Décadas depois, o conselho parece ter dado certo. Há 15 anos como presidente do Google Brasil, o executivo foi o primeiro entrevistado do TEMOS VAGAS programa em vídeo da EXAME no qual grandes nomes dos negócios realizam uma entrevista... de emprego.
A trajetória que conecta a rodoviária capixaba ao escritório do Google em São Paulo passou por uma faculdade de engenharia, duas pós-graduações — uma no Brasil, outra no exterior —, dez anos morando fora do país e uma curva deliberada em direção a uma visão generalista de carreira.
O primeiro emprego veio aos 17 anos, como estagiário de engenharia numa empresa que já dava sinais de encolhimento.
No primeiro mês de trabalho, a pessoa responsável por acompanhá-lo foi demitida. O episódio, aparentemente banal, mudou a forma como Coelho pensaria sobre trabalho pelo resto da vida.
"Aquilo me ajudou muito a buscar ter autonomia intelectual", diz.
A lição que extraiu foi tripla: aprender continuamente, construir uma reputação que tornasse o seu nome o último a ser lembrado em momentos de corte, e gastar menos do que ganha. "Nos tempos bons eu guardava dinheiro para os tempos chuvosos", afirma.
Coelho tem uma fórmula pessoal para decidir quando é hora de mudar de emprego.
Segundo ele, é preciso se fazer três perguntas: você ainda consegue gerar impacto? Ainda está aprendendo? O ambiente e as pessoas ao redor são bons?

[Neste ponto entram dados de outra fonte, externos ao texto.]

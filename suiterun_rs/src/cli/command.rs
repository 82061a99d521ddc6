//! Host command table.
//!
//! Commands are looked up by display name. Builtin test-execution commands
//! live outside this crate and are registered the same way as custom ones.

use std::collections::BTreeMap;
use std::io::Write;

use crate::config::Configuration;

/// What a command sees when it runs.
#[derive(Debug, Clone, Copy)]
pub struct Invocation<'a> {
    /// Arguments after the command name, config tokens already removed.
    pub args: &'a [String],
    /// Explicit config override, if one was given.
    pub config_path: Option<&'a str>,
    /// Configuration in effect, `None` when none was found.
    pub config: Option<&'a Configuration>,
}

/// A dispatchable command.
pub trait Command {
    /// Key in the command table.
    fn name(&self) -> &str;

    /// One-line summary for the usage listing.
    fn description(&self) -> &str {
        ""
    }

    /// Run the command and return its exit status.
    fn execute(&self, invocation: &Invocation<'_>, out: &mut dyn Write) -> anyhow::Result<i32>;
}

/// Commands keyed by display name, listed in name order.
#[derive(Default)]
pub struct CommandTable {
    commands: BTreeMap<String, Box<dyn Command>>,
}

impl CommandTable {
    pub fn new() -> Self {
        Self::default()
    }

    /// Insert `command` under its own name, replacing any previous entry.
    pub fn add(&mut self, command: Box<dyn Command>) {
        self.commands.insert(command.name().to_string(), command);
    }

    pub fn get(&self, name: &str) -> Option<&dyn Command> {
        self.commands.get(name).map(|c| c.as_ref())
    }

    pub fn contains(&self, name: &str) -> bool {
        self.commands.contains_key(name)
    }

    pub fn names(&self) -> impl Iterator<Item = &str> {
        self.commands.keys().map(String::as_str)
    }

    pub fn len(&self) -> usize {
        self.commands.len()
    }

    pub fn is_empty(&self) -> bool {
        self.commands.is_empty()
    }

    /// `(name, description)` pairs in name order.
    pub fn entries(&self) -> impl Iterator<Item = (&str, &str)> {
        self.commands
            .iter()
            .map(|(name, cmd)| (name.as_str(), cmd.description()))
    }
}

impl std::fmt::Debug for CommandTable {
    fn fmt(&self, f: &mut std::fmt::Formatter<'_>) -> std::fmt::Result {
        f.debug_list().entries(self.commands.keys()).finish()
    }
}

#[cfg(test)]
mod tests {
    use super::*;

    struct Echo(&'static str);

    impl Command for Echo {
        fn name(&self) -> &str {
            self.0
        }

        fn execute(&self, invocation: &Invocation<'_>, out: &mut dyn Write) -> anyhow::Result<i32> {
            writeln!(out, "{}", invocation.args.join(" "))?;
            Ok(0)
        }
    }

    #[test]
    fn test_add_and_lookup() {
        let mut table = CommandTable::new();
        assert!(table.is_empty());

        table.add(Box::new(Echo("b:two")));
        table.add(Box::new(Echo("a:one")));

        assert_eq!(table.len(), 2);
        assert!(table.contains("a:one"));
        assert_eq!(table.names().collect::<Vec<_>>(), ["a:one", "b:two"]);

        let args = vec!["hello".to_string(), "world".to_string()];
        let mut out = Vec::new();
        let code = table
            .get("b:two")
            .expect("registered")
            .execute(
                &Invocation {
                    args: &args,
                    config_path: None,
                    config: None,
                },
                &mut out,
            )
            .expect("echo runs");
        assert_eq!(code, 0);
        assert_eq!(String::from_utf8_lossy(&out), "hello world\n");
    }

    #[test]
    fn test_same_name_replaces() {
        let mut table = CommandTable::new();
        table.add(Box::new(Echo("run")));
        table.add(Box::new(Echo("run")));
        assert_eq!(table.len(), 1);
    }
}
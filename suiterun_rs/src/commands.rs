//! Types that ship with the launcher and can be named in configuration.

use std::io::Write;

use crate::cli::{Command, CustomCommand, Invocation};

/// `config:show` - print which configuration the launcher resolved.
#[derive(Debug, Clone)]
pub struct ShowConfig {
    name: String,
}

impl CustomCommand for ShowConfig {
    fn command_name() -> &'static str {
        "config:show"
    }

    fn with_name(name: &str) -> Self {
        Self {
            name: name.to_string(),
        }
    }
}

impl Command for ShowConfig {
    fn name(&self) -> &str {
        &self.name
    }

    fn description(&self) -> &str {
        "Show the configuration file in effect and its custom commands"
    }

    fn execute(&self, invocation: &Invocation<'_>, out: &mut dyn Write) -> anyhow::Result<i32> {
        let Some(config) = invocation.config else {
            writeln!(out, "No configuration found")?;
            return Ok(0);
        };

        writeln!(out, "Configuration: {}", config.source().display())?;
        if let Some(path) = invocation.config_path {
            writeln!(out, "Override: {path}")?;
        }
        if config.custom_commands().is_empty() {
            writeln!(out, "Custom commands: none")?;
        } else {
            writeln!(out, "Custom commands:")?;
            for type_ref in config.custom_commands() {
                writeln!(out, "  {type_ref}")?;
            }
        }
        Ok(0)
    }
}
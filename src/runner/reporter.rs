use crate::history::HistoryEntry;
use crate::runner::types::{RunSummary, entry_passed};
use crate::utils::{ResponseFormat, ResponseFormatter};
use colored::Colorize;

pub struct TestReporter {
    verbose: bool,
    formatter: ResponseFormatter,
}

impl TestReporter {
    pub fn new(verbose: bool) -> Self {
        let format = if verbose {
            ResponseFormat::Verbose
        } else {
            ResponseFormat::Compact
        };

        Self {
            verbose,
            formatter: ResponseFormatter::new(format),
        }
    }

    /// 打印单个请求的结果
    pub fn print_entry(&self, number: usize, entry: &HistoryEntry) {
        let passed = entry_passed(entry);
        let symbol = if passed { "✓".green() } else { "✗".red() };

        let name_part = if entry.request.name.is_empty() {
            String::new()
        } else {
            format!(" {} -", entry.request.name)
        };

        println!(
            " {} [{}]{} {} {} ({}ms)",
            symbol,
            number,
            name_part,
            entry.request.method.as_str().cyan(),
            entry.request.url,
            entry.response.elapsed_ms
        );

        // verbose 模式或未通过时显示响应详情
        if self.verbose || !passed {
            for line in self.formatter.format(&entry.response).lines() {
                println!("   {}", line);
            }
            println!();
        }

        if !entry.assertion_results.is_empty() {
            println!(
                "   Assertions: {}",
                entry.assertion_summary().to_string().bold()
            );
            for result in &entry.assertion_results {
                if result.passed {
                    println!("     {} {}: {}", "✓".green(), result.kind, result.expected);
                } else {
                    println!("     {} {}: {}", "✗".red(), result.kind, result.expected);
                    println!("       {}", format!("actual: {}", result.actual).red());
                }
            }
            println!();
        }
    }

    /// 打印运行开始
    pub fn print_header(&self, collection: &str, total: usize) {
        println!(
            "\nRunning {} requests from {}...\n",
            total,
            collection.bold()
        );
    }

    /// 打印运行摘要
    pub fn print_summary(&self, summary: &RunSummary) {
        println!("\n{}", "━".repeat(50));
        println!("{}", "Summary".bold());
        println!("{}", "━".repeat(50));

        if summary.failed == 0 {
            println!(
                "  {}: {} passed, {} total",
                "Requests".bold(),
                summary.passed.to_string().green(),
                summary.total
            );
        } else {
            println!(
                "  {}: {} passed, {} failed ({} errors), {} total",
                "Requests".bold(),
                summary.passed.to_string().green(),
                summary.failed.to_string().red(),
                summary.errors,
                summary.total
            );
        }

        if summary.total_assertions > 0 {
            if summary.failed_assertions == 0 {
                println!(
                    "  {}: {} passed, {} total",
                    "Assertions".bold(),
                    summary.passed_assertions.to_string().green(),
                    summary.total_assertions
                );
            } else {
                println!(
                    "  {}: {} passed, {} failed, {} total",
                    "Assertions".bold(),
                    summary.passed_assertions.to_string().green(),
                    summary.failed_assertions.to_string().red(),
                    summary.total_assertions
                );
            }
        }

        println!(
            "  {}: {:.3}s",
            "Duration".bold(),
            summary.total_elapsed_ms / 1000.0
        );
        println!();
    }
}

impl Default for TestReporter {
    fn default() -> Self {
        Self::new(false)
    }
}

"Quando a gente tem que mudar de emprego, você muda quando ou você vai ter essas três coisas de um lado, ou você não tem alguma delas do outro", diz.

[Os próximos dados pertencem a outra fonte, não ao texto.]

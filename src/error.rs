use thiserror::Error;

#[derive(Error, Debug)]
pub enum RuprobeError {
    #[error("解析错误: {0}")]
    ParseError(String),

    #[error("HTTP 请求失败: {0}")]
    HttpError(#[from] reqwest::Error),

    #[error("IO 错误: {0}")]
    IoError(#[from] std::io::Error),

    #[error("JSON 解析错误: {0}")]
    JsonError(#[from] serde_json::Error),

    #[error("配置错误: {0}")]
    ConfigError(String),

    #[error("导入失败: {0}")]
    Import(#[from] crate::collection::ImportError),

    /// 用户输入不完整或冲突，调用方应提示用户修改后重试
    #[error("{0}")]
    UserInput(String),

    #[error("{0}")]
    Other(String),
}

impl From<anyhow::Error> for RuprobeError {
    fn from(err: anyhow::Error) -> Self {
        RuprobeError::Other(err.to_string())
    }
}

impl From<crate::assertion::AssertError> for RuprobeError {
    fn from(err: crate::assertion::AssertError) -> Self {
        RuprobeError::ParseError(err.to_string())
    }
}

/// Result type for ruprobe crate
pub type Result<T> = std::result::Result<T, RuprobeError>;
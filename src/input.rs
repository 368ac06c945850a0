use indexmap::IndexMap;
use serde_json::Value;
use tracing::warn;

/// 解析用户输入的 JSON 对象得到的键值表
///
/// 输入无效时 `map` 为空，`error` 带给用户看的提示。
#[derive(Debug, Clone, PartialEq, Default)]
pub struct JsonMapInput {
    pub map: IndexMap<String, String>,
    pub error: Option<String>,
}

/// 把 headers / params 输入框中的 JSON 文本解析为有序的字符串表
///
/// 空白输入得到空表；字符串值取原文，其他值转为紧凑 JSON。
pub fn parse_json_map(text: &str) -> JsonMapInput {
    if text.trim().is_empty() {
        return JsonMapInput::default();
    }

    match serde_json::from_str::<Value>(text) {
        Ok(Value::Object(object)) => JsonMapInput {
            map: object
                .into_iter()
                .map(|(key, value)| {
                    let value = match value {
                        Value::String(s) => s,
                        other => other.to_string(),
                    };
                    (key, value)
                })
                .collect(),
            error: None,
        },
        Ok(_) | Err(_) => {
            warn!("Rejected JSON map input: {}", text);
            JsonMapInput {
                map: IndexMap::new(),
                error: Some(format!("Invalid JSON: {}", text)),
            }
        }
    }
}

#[cfg(test)]
mod tests {
    use super::*;

    #[test]
    fn test_parse_blank() {
        let input = parse_json_map("   ");
        assert!(input.map.is_empty());
        assert_eq!(input.error, None);
    }

    #[test]
    fn test_parse_object_keeps_order() {
        let input = parse_json_map(r#"{"X-B": "2", "X-A": "1", "Retry": 3, "Flag": true}"#);
        assert_eq!(input.error, None);

        let pairs: Vec<_> = input
            .map
            .iter()
            .map(|(k, v)| (k.as_str(), v.as_str()))
            .collect();
        assert_eq!(
            pairs,
            vec![("X-B", "2"), ("X-A", "1"), ("Retry", "3"), ("Flag", "true")]
        );
    }

    #[test]
    fn test_parse_invalid_json() {
        let input = parse_json_map("{not json");
        assert!(input.map.is_empty());
        assert_eq!(input.error.as_deref(), Some("Invalid JSON: {not json"));
    }

    #[test]
    fn test_parse_non_object() {
        let input = parse_json_map("[1, 2]");
        assert!(input.map.is_empty());
        assert!(input.error.is_some());
    }
}
use std::error::Error as StdError;
use std::time::Instant;

use indexmap::IndexMap;
use reqwest::header::HeaderMap;
use tracing::{info, warn};

use crate::Result;
use crate::http::request::{Request, RequestBody};
use crate::http::response::ResponseRecord;

#[derive(Clone)]
pub struct Client {
    inner: reqwest::Client,
}

impl Client {
    pub fn new() -> Result<Self> {
        Ok(Self {
            inner: reqwest::Client::builder().build()?,
        })
    }

    /// 发送请求并归一化响应
    ///
    /// 传输层失败（连接、DNS、超时、非法 URL 或 header）不会返回错误，
    /// 而是得到 `error == true` 的 [`ResponseRecord`]。两种情况下都会记录耗时。
    pub async fn execute(&self, request: Request) -> ResponseRecord {
        info!("{} {}", request.method, request.full_url());

        let start = Instant::now();
        let outcome = self.send(request).await;
        let elapsed_ms = start.elapsed().as_secs_f64() * 1000.0;

        match outcome {
            Ok((status, headers, body)) => {
                ResponseRecord::success(status, flatten_headers(&headers), &body, elapsed_ms)
            }
            Err(e) => {
                let message = error_chain(&e);
                warn!("Request failed after {:.2}ms: {}", elapsed_ms, message);
                ResponseRecord::failure(message, elapsed_ms)
            }
        }
    }

    async fn send(
        &self,
        request: Request,
    ) -> std::result::Result<(u16, HeaderMap, Vec<u8>), reqwest::Error> {
        let mut req = self
            .inner
            .request(request.method.into(), request.full_url())
            .timeout(request.timeout);

        for (key, value) in &request.headers {
            req = req.header(key.as_str(), value.as_str());
        }

        if let Some(auth) = &request.auth {
            req = req.basic_auth(&auth.username, Some(&auth.password));
        }

        req = match request.body {
            Some(RequestBody::Json(value)) => req.json(&value),
            Some(RequestBody::Text(text)) => req.body(text),
            None => req,
        };

        let response = req.send().await?;
        let status = response.status().as_u16();
        let headers = response.headers().clone();
        let body = response.bytes().await?;

        Ok((status, headers, body.to_vec()))
    }
}

/// 把 HeaderMap 转成有序的字符串表，同名 header 以 ", " 合并
fn flatten_headers(headers: &HeaderMap) -> IndexMap<String, String> {
    let mut map: IndexMap<String, String> = IndexMap::new();
    for (name, value) in headers {
        let value = String::from_utf8_lossy(value.as_bytes()).into_owned();
        map.entry(name.as_str().to_string())
            .and_modify(|existing| {
                existing.push_str(", ");
                existing.push_str(&value);
            })
            .or_insert(value);
    }
    map
}

/// 拼接错误及其 source 链，得到可读的错误信息
fn error_chain(err: &reqwest::Error) -> String {
    let mut message = err.to_string();
    let mut source = err.source();
    while let Some(cause) = source {
        let text = cause.to_string();
        if !message.contains(&text) {
            message.push_str(": ");
            message.push_str(&text);
        }
        source = cause.source();
    }
    message
}
use crate::assertion::types::{AssertError, JsonPath};
use crate::http::ResponseRecord;
use serde_json::Value;

/// 按路径从响应的 JSON 内容中取值
pub fn extract_json<'a>(
    response: &'a ResponseRecord,
    path: &JsonPath,
) -> Result<&'a Value, AssertError> {
    let root = response.json().ok_or(AssertError::NotJson)?;
    resolve_path(root, path)
}

/// 逐段解析路径：对象按键查找，数组按下标查找
pub fn resolve_path<'a>(root: &'a Value, path: &JsonPath) -> Result<&'a Value, AssertError> {
    let mut current = root;

    for segment in &path.segments {
        if !segment.key.is_empty() {
            current = current
                .as_object()
                .and_then(|obj| obj.get(&segment.key))
                .ok_or(AssertError::PathNotFound)?;
        }

        for &index in &segment.indices {
            let items = current.as_array().ok_or(AssertError::PathNotFound)?;
            current = index_from(items, index).ok_or(AssertError::PathNotFound)?;
        }
    }

    Ok(current)
}

/// 负下标从末尾计数
fn index_from(items: &[Value], index: i64) -> Option<&Value> {
    let position = if index < 0 {
        items.len().checked_sub(usize::try_from(index.unsigned_abs()).ok()?)?
    } else {
        usize::try_from(index).ok()?
    };
    items.get(position)
}

/// JSON 值的字符串形式：字符串取原文，其余为紧凑 JSON
pub fn value_to_text(value: &Value) -> String {
    match value {
        Value::String(s) => s.clone(),
        Value::Null | Value::Bool(_) | Value::Number(_) | Value::Array(_) | Value::Object(_) => {
            value.to_string()
        }
    }
}

#[cfg(test)]
mod tests {
    use super::*;
    use indexmap::IndexMap;
    use serde_json::json;

    fn path(s: &str) -> JsonPath {
        s.parse().unwrap()
    }

    fn json_response(value: Value) -> ResponseRecord {
        ResponseRecord::success(200, IndexMap::new(), value.to_string().as_bytes(), 10.0)
    }

    #[test]
    fn test_resolve_nested_object() {
        let value = json!({"user": {"id": 123, "name": "test"}});
        assert_eq!(resolve_path(&value, &path("user.id")).unwrap(), &json!(123));
    }

    #[test]
    fn test_resolve_array_index() {
        let value = json!({"data": {"items": [{"id": 7}, {"id": 8}]}});
        assert_eq!(
            resolve_path(&value, &path("data.items[1].id")).unwrap(),
            &json!(8)
        );
        assert_eq!(
            resolve_path(&value, &path("data.items[-1].id")).unwrap(),
            &json!(8)
        );
    }

    #[test]
    fn test_resolve_top_level_array() {
        let value = json!([{"name": "a"}, {"name": "b"}]);
        assert_eq!(
            resolve_path(&value, &path("[1].name")).unwrap(),
            &json!("b")
        );
    }

    #[test]
    fn test_resolve_missing_key() {
        let value = json!({"id": 42});
        assert_eq!(
            resolve_path(&value, &path("missing")),
            Err(AssertError::PathNotFound)
        );
    }

    #[test]
    fn test_resolve_index_out_of_range() {
        let value = json!({"items": []});
        assert_eq!(
            resolve_path(&value, &path("items[0]")),
            Err(AssertError::PathNotFound)
        );
        assert_eq!(
            resolve_path(&value, &path("items[-1]")),
            Err(AssertError::PathNotFound)
        );
    }

    #[test]
    fn test_resolve_through_scalar() {
        let value = json!({"id": 42, "list": "not-a-list"});
        assert_eq!(
            resolve_path(&value, &path("id.inner")),
            Err(AssertError::PathNotFound)
        );
        assert_eq!(
            resolve_path(&value, &path("list[0]")),
            Err(AssertError::PathNotFound)
        );
    }

    #[test]
    fn test_extract_from_text_response() {
        let response = ResponseRecord::success(200, IndexMap::new(), b"plain text", 1.0);
        assert_eq!(
            extract_json(&response, &path("id")),
            Err(AssertError::NotJson)
        );
    }

    #[test]
    fn test_extract_from_failed_response() {
        let response = ResponseRecord::failure("timeout", 1.0);
        assert_eq!(
            extract_json(&response, &path("id")),
            Err(AssertError::NotJson)
        );
    }

    #[test]
    fn test_extract_from_json_response() {
        let response = json_response(json!({"token": "abc"}));
        assert_eq!(
            extract_json(&response, &path("token")).unwrap(),
            &json!("abc")
        );
    }

    #[test]
    fn test_value_to_text() {
        assert_eq!(value_to_text(&json!("hello")), "hello");
        assert_eq!(value_to_text(&json!(7)), "7");
        assert_eq!(value_to_text(&json!(1.5)), "1.5");
        assert_eq!(value_to_text(&json!(true)), "true");
        assert_eq!(value_to_text(&json!(null)), "null");
        assert_eq!(value_to_text(&json!({"a": [1, 2]})), r#"{"a":[1,2]}"#);
    }
}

No Google, afirma ter as três. Por isso está há 15 anos e, também por isso, quando pensa nos próximos dois ou três anos — nunca em cinco —, ainda se vê no centro da transformação trazida pela inteligência artificial.
Entre ser temido, respeitado ou querido, a escolha de Coelho foi fácil: respeitado, sempre, e, se possível, admirado.
"Acho que a criação de medo não é exatamente a melhor forma de se trabalhar", diz. "No mundo de hoje, as pessoas valorizam mais quando você tem uma relação de confiança com elas. E essa relação não passa só por falar o que as pessoas querem ouvir, mas por mostrar como as coisas funcionam num ambiente onde sempre há escassez, dificuldades e opiniões diferentes."
Para ele, a confiança é o que sustenta uma liderança de verdade — e confiança não se constrói dizendo apenas o que as pessoas querem ouvir.
"Não somos todos necessariamente unanimidades", afirma.
Seu ponto mais forte, na própria avaliação, é a capacidade de melhorar os ambientes e as pessoas ao redor.
O mais fraco é a franqueza em excesso. "Sou radicalmente honesto e franco. Às vezes a franqueza excessiva pode assustar um pouco as pessoas", diz.
Uma característica que, segundo ele, ainda está aprendendo a dosar — especialmente porque, em posições de liderança, o peso de um feedback pode ser amplificado de formas inesperadas.
Há também a impaciência, que ele cita como algo que colegas reconheceriam imediatamente. "Tenho que controlar a minha impaciência, aprender a sofrer menos diante das coisas que me impacientam", afirma.
Cobrar resultados sem sufocar a autonomia das pessoas é, segundo ele, um aprendizado contínuo.